We ended up needing a time out that afternoon after we threw a tantrum over the water, and after that we could apologize and love one another and move on. Before long it was time to think of a dinner plan. We decided on easy sandwiches so we could rush through to watch a family movie, Veggie Tales’ The Easter Carol. There is a child in my home that does not understand the Gospel yet, and I am committed to show him every ounce of love and compassion I can muster before he has to move on. He does not have any special memories of Easter that he can recall, so I want to fix that as much as I possibly can. Plus, it is one of my favorites.
The story goes on where a miserly cucumber is taken through time and space by an angel to see what life was and would be like had he made certain choices. He is about to tear down a beautiful church to build a factory, not realizing his beloved grandmother was the one who had commissioned the stained glass windows there herself.
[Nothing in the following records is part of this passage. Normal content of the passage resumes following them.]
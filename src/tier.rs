//! Capture tier classification.
//!
//! Maps the requesting user's entitlement (subscribed vs. free) to the word
//! and capacity limits applied at insert time.

use crate::config::LimitsConfig;
use crate::identity::UserData;
use crate::types::CapturedItem;

/// Limits in force for one capture attempt.
#[derive(Debug, Clone, Copy, PartialEq, Eq)]
pub struct TierLimits {
    pub is_subscribed: bool,
    /// Maximum words stored per capture.
    pub max_words: usize,
    /// Per-identity item capacity enforced by the primary eviction pass.
    pub max_items: usize,
}

/// Resolve the limits for the capturing user.
///
/// Capacity is keyed on the raw last-logged-in value, not the resolved email:
/// an identity that already holds more than the widening threshold gets the
/// widened capacity even on the free tier. That one-way relaxation matches
/// the shipped behavior and is kept on purpose.
pub fn resolve_limits(
    config: &LimitsConfig,
    user_data: Option<&UserData>,
    items: &[CapturedItem],
    raw_last_user: Option<&str>,
) -> TierLimits {
    let is_subscribed = user_data.map(|u| u.is_subscribed()).unwrap_or(false);

    let owned = items
        .iter()
        .filter(|item| item.email.as_deref() == raw_last_user)
        .count();

    let max_items = if owned > config.widening_threshold {
        config.widened_capacity
    } else if is_subscribed {
        config.widened_capacity
    } else {
        config.base_capacity
    };

    let max_words = if is_subscribed {
        config.premium_max_words
    } else {
        config.free_max_words
    };

    TierLimits { is_subscribed, max_words, max_items }
}
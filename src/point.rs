//! Point resolver: locate an addressable text position from 2D coordinates.
//!
//! Walks the element stack under the point front-to-back. Hyperlink elements
//! get a restricted scan of their own text nodes first, since link text is
//! what the user is aiming at when clicking one. When no character rectangle
//! contains the point, the resolver biases toward the first text node for an
//! opening click and the last text node for a closing click, so an imprecise
//! end-click still selects to the end of nearby text.

use crate::tree::{ContentTree, NodeId, TextPosition, TreeError};
use crate::types::{CaptureError, Rect};
use tracing::debug;

/// A resolved text position plus the containing rectangle, when the point
/// landed exactly on a character.
#[derive(Debug, Clone, Copy, PartialEq)]
pub struct ResolvedPoint {
    pub position: TextPosition,
    pub bounding_rect: Option<Rect>,
}

/// Resolve the text position under (x, y).
///
/// `have_start` selects the fallback bias: `false` before the start marker is
/// placed, `true` while waiting for the end marker. Returns `Ok(None)` when
/// the stack holds no rendered text at all; adapter geometry failures map to
/// [`CaptureError::UnsupportedContent`].
pub fn resolve_point<T: ContentTree + ?Sized>(
    tree: &T,
    x: f64,
    y: f64,
    have_start: bool,
) -> Result<Option<ResolvedPoint>, CaptureError> {
    resolve_inner(tree, x, y, have_start).map_err(|e| {
        debug!("point resolution failed: {}", e);
        CaptureError::UnsupportedContent
    })
}

fn resolve_inner<T: ContentTree + ?Sized>(
    tree: &T,
    x: f64,
    y: f64,
    have_start: bool,
) -> Result<Option<ResolvedPoint>, TreeError> {
    for element in tree.elements_from_point(x, y)? {
        if tree.is_link(element) {
            if let Some(hit) = scan_for_containment(tree, element, x, y)? {
                return Ok(Some(hit));
            }
        }

        let mut first_rendered: Option<NodeId> = None;
        let mut last_rendered: Option<NodeId> = None;

        for node in tree.text_nodes(element)? {
            let rects = tree.node_rects(node)?;
            if !rects.is_empty() {
                if first_rendered.is_none() {
                    first_rendered = Some(node);
                }
                last_rendered = Some(node);
            }
            for rect in rects {
                if rect.contains(x, y) {
                    let offset = char_offset_at(tree, node, x, y)?;
                    return Ok(Some(ResolvedPoint {
                        position: TextPosition { node, offset },
                        bounding_rect: Some(rect),
                    }));
                }
            }
        }

        // No exact containment inside this element. If it rendered any text,
        // apply the directional fallback; otherwise keep walking the stack.
        if !have_start {
            if let Some(node) = first_rendered {
                return Ok(Some(ResolvedPoint {
                    position: TextPosition { node, offset: 0 },
                    bounding_rect: None,
                }));
            }
        } else if let Some(node) = last_rendered {
            let offset = tree.text_len(node)?;
            return Ok(Some(ResolvedPoint {
                position: TextPosition { node, offset },
                bounding_rect: None,
            }));
        }
    }

    Ok(None)
}

/// Scan an element's text nodes for a character rectangle containing (x, y).
fn scan_for_containment<T: ContentTree + ?Sized>(
    tree: &T,
    element: NodeId,
    x: f64,
    y: f64,
) -> Result<Option<ResolvedPoint>, TreeError> {
    for node in tree.text_nodes(element)? {
        for rect in tree.node_rects(node)? {
            if rect.contains(x, y) {
                let offset = char_offset_at(tree, node, x, y)?;
                return Ok(Some(ResolvedPoint {
                    position: TextPosition { node, offset },
                    bounding_rect: Some(rect),
                }));
            }
        }
    }
    Ok(None)
}

/// Probe each character's rectangle for containment of the point.
fn char_offset_at<T: ContentTree + ?Sized>(
    tree: &T,
    node: NodeId,
    x: f64,
    y: f64,
) -> Result<usize, TreeError> {
    let len = tree.text_len(node)?;
    for i in 0..len {
        if tree.char_rect(node, i)?.contains(x, y) {
            return Ok(i);
        }
    }
    Ok(0)
}

#[cfg(test)]
mod tests {
    use super::*;
    use crate::tree::MemoryTree;

    #[test]
    fn test_exact_hit_resolves_offset() {
        let tree = MemoryTree::from_lines(&["hello world"]);
        let hit = resolve_point(&tree, 36.0, 8.0, false).unwrap().unwrap();
        // x=36 lands in the cell of character index 4.
        assert_eq!(hit.position.offset, 4);
        assert!(hit.bounding_rect.is_some());
    }

    #[test]
    fn test_fallback_bias_before_start() {
        let tree = MemoryTree::from_lines(&["first line", "last line"]);
        let hit = resolve_point(&tree, 900.0, 900.0, false).unwrap().unwrap();
        assert_eq!(hit.position.offset, 0);
        assert!(hit.bounding_rect.is_none());
    }

    #[test]
    fn test_fallback_bias_after_start() {
        let tree = MemoryTree::from_lines(&["first line", "last line"]);
        let hit = resolve_point(&tree, 900.0, 900.0, true).unwrap().unwrap();
        // Biased to the end of the last rendered node.
        assert_eq!(hit.position.offset, "last line".chars().count());
        assert!(hit.bounding_rect.is_none());
    }

    #[test]
    fn test_link_element_restricted_scan() {
        let mut tree = MemoryTree::new();
        let link = tree.add_element(true);
        let node = tree.add_text(link, "click me", 0.0, 0.0);
        let hit = resolve_point(&tree, 20.0, 8.0, false).unwrap().unwrap();
        assert_eq!(hit.position.node, node);
        assert_eq!(hit.position.offset, 2);
    }

    #[test]
    fn test_empty_tree_resolves_none() {
        let tree = MemoryTree::new();
        assert!(resolve_point(&tree, 0.0, 0.0, false).unwrap().is_none());
    }

    #[test]
    fn test_geometry_failure_is_unsupported() {
        let mut tree = MemoryTree::from_lines(&["hello"]);
        tree.poison_geometry();
        let err = resolve_point(&tree, 0.0, 0.0, false).unwrap_err();
        assert!(matches!(err, CaptureError::UnsupportedContent));
    }
}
The angel takes him to the church to share this information with him, and sings a song about those commissioned windows, all telling of the Gospel itself, from the nativity through to the resurrection. Sitting there with my family, I teared up at each window, ironing out the muddled gray in my mind I had been wrestling with all day, or really, for years. That baby that came so humbly in that manger was the same man who willingly gave His life on that cross when it was time. And even when He rode in to town that day, He knew what He was headed for in just a few short days… sentenced by the very people that were praising Him in the streets right then. He knew it all. And He still chose to go through with it, still chose to walk the walk, because His sights were not set on the crowds cheering or people praising. He was already so far beyond that, to the victory moment where He went down to the depths of darkness and looked the devil himself in the face and took the keys of death, hell and the grave from him as He rose again.
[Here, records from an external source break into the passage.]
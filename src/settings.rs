//! Runtime settings snapshot.
//!
//! Settings live in the key-value store and may have been written as real
//! booleans or as the strings "true"/"false" by older frontends; both forms
//! are accepted.

use crate::store::{keys, KeyValueStore, StoreError};
use crate::types::ModifierKey;
use serde_json::Value;

/// Settings read at the start of each capture attempt.
#[derive(Debug, Clone, PartialEq)]
pub struct Settings {
    /// Master feature toggle.
    pub enabled: bool,
    /// Capture through the native copy shortcut instead of brackets.
    pub use_standard_copy: bool,
    /// Rich-format clipboard writes (subscribed users only).
    pub rich_format: bool,
    /// Modifier key arming the click protocol. Missing settings default to
    /// Alt; a present but unrecognized value is `None` and treated as an
    /// unset configuration by the orchestrator.
    pub modifier_key: Option<ModifierKey>,
    /// Raw last-logged-in value, quotes preserved.
    pub last_logged_in_user: Option<String>,
}

impl Default for Settings {
    fn default() -> Self {
        Self {
            enabled: false,
            use_standard_copy: false,
            rich_format: false,
            modifier_key: Some(ModifierKey::Alt),
            last_logged_in_user: None,
        }
    }
}

/// Interpret a stored bool-like: `true` or `"true"`.
pub fn flag_is_set(value: Option<&Value>) -> bool {
    match value {
        Some(Value::Bool(b)) => *b,
        Some(Value::String(s)) => s == "true",
        _ => false,
    }
}

fn as_string(value: Option<Value>) -> Option<String> {
    match value {
        Some(Value::String(s)) => Some(s),
        _ => None,
    }
}

impl Settings {
    /// Read the current snapshot from the store.
    pub async fn load(store: &dyn KeyValueStore) -> Result<Self, StoreError> {
        let enabled = flag_is_set(store.get(keys::ENABLED).await?.as_ref());
        let use_standard_copy = flag_is_set(store.get(keys::USE_STANDARD_COPY).await?.as_ref());
        let rich_format = flag_is_set(store.get(keys::RICH_FORMAT).await?.as_ref());

        let modifier_key = match as_string(store.get(keys::MODIFIER_KEY).await?) {
            Some(name) => ModifierKey::from_setting(&name),
            None => Some(ModifierKey::Alt),
        };

        let last_logged_in_user = as_string(store.get(keys::LAST_LOGGED_IN_USER).await?);

        Ok(Self {
            enabled,
            use_standard_copy,
            rich_format,
            modifier_key,
            last_logged_in_user,
        })
    }
}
So my tears were just a realization that, for a moment that afternoon, my eyes were set on the wrong thing: the words of my sweet, hurting, beautiful baby boy who has no idea what he is saying to me. And I let myself accept the gift that God so freely gives to me as well: It’s the grace and strength that appears to empower me to look at that child in the face after all we’ve been through that day and sing him “Hush, Little Baby” because he asks me for it at bedtime. That King understands my shortcomings, my failures, and my ups and downs, where I praise Him one moment and betray Him another. He is not looking at that, He is looking at the end result. And I am committed and determined that I am going to see this thing through, and get all that He is trying to teach me in this thing. It is hard. It is blood, sweat and tears hard. But if I got my answer to my decades long search for peace about Palm Sunday in one day, I am confident that only the best is yet to come… like Easter Sunday after Good Friday.